_Work instruction:_ Show every line of the material that follows in which the word "other" occurs.

_Entries provided:_
◇ ◇ ◇ ◇

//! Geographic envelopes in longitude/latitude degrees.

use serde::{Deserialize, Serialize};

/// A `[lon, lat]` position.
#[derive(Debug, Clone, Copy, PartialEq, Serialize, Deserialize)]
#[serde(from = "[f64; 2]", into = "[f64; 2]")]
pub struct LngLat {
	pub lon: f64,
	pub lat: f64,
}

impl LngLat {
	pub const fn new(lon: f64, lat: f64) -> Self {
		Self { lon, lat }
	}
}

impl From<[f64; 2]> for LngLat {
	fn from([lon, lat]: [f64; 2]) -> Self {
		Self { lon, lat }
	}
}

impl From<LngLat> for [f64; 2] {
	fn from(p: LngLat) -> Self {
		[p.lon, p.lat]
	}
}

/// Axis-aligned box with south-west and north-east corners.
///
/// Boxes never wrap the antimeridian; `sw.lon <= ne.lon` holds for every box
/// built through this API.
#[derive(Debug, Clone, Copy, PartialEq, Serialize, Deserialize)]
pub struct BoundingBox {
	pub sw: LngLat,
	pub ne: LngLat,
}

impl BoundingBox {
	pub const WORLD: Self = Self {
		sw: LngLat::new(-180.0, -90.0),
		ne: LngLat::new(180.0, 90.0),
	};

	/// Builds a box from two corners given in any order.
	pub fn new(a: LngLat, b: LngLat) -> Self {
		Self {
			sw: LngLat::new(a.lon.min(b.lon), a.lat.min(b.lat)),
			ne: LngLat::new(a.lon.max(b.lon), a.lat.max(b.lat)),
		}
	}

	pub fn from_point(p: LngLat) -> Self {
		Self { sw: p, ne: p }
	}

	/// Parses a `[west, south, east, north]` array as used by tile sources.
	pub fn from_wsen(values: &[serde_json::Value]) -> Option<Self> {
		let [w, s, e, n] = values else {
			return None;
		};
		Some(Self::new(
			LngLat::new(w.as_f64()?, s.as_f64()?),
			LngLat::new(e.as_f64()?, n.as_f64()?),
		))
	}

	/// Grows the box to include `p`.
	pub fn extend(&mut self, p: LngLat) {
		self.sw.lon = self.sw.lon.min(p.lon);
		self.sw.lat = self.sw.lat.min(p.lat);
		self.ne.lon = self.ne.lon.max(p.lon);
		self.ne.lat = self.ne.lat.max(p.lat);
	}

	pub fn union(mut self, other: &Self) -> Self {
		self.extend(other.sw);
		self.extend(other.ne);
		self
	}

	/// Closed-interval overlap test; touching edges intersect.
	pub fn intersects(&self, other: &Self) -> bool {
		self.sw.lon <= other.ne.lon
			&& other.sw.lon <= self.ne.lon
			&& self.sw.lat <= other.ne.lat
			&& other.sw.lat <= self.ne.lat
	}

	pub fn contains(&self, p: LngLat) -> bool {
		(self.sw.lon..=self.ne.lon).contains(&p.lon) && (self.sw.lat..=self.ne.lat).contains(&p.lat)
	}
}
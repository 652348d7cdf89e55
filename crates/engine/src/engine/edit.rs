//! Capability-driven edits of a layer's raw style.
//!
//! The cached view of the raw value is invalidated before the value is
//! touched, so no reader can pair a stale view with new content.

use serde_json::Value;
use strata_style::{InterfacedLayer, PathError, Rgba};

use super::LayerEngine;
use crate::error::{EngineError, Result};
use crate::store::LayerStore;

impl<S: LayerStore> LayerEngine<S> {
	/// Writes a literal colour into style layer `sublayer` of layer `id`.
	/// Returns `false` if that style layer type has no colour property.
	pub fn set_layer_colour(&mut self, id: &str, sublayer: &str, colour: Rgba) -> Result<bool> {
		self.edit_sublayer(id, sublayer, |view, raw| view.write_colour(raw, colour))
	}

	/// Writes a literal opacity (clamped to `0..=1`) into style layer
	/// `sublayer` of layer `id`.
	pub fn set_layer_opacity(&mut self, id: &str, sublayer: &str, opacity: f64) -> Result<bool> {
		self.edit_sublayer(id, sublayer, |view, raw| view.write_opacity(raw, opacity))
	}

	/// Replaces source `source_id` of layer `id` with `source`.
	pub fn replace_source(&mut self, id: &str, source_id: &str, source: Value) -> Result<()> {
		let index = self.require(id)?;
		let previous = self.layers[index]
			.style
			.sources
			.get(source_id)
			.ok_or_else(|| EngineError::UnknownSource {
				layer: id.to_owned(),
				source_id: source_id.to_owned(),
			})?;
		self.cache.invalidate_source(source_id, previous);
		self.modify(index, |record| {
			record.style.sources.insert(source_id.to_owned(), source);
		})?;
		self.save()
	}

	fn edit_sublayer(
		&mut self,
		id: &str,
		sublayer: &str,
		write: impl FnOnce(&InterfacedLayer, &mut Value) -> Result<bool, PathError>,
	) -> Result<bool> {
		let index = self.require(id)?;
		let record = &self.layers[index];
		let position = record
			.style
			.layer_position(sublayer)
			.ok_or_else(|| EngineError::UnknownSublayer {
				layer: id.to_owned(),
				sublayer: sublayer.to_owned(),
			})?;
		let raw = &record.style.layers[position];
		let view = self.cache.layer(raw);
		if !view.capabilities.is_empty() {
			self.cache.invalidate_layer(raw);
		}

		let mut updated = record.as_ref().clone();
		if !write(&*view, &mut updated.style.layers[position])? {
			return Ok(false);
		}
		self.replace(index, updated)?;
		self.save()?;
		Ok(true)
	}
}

◇ ◇ ◇ ◇

_Written response:_
	pub fn union(mut self, other: &Self) -> Self {
		self.extend(other.sw);
		self.extend(other.ne);
	pub fn intersects(&self, other: &Self) -> bool {
		self.sw.lon <= other.ne.lon
			&& other.sw.lon <= self.ne.lon
			&& self.sw.lat <= other.ne.lat
			&& other.sw.lat <= self.ne.lat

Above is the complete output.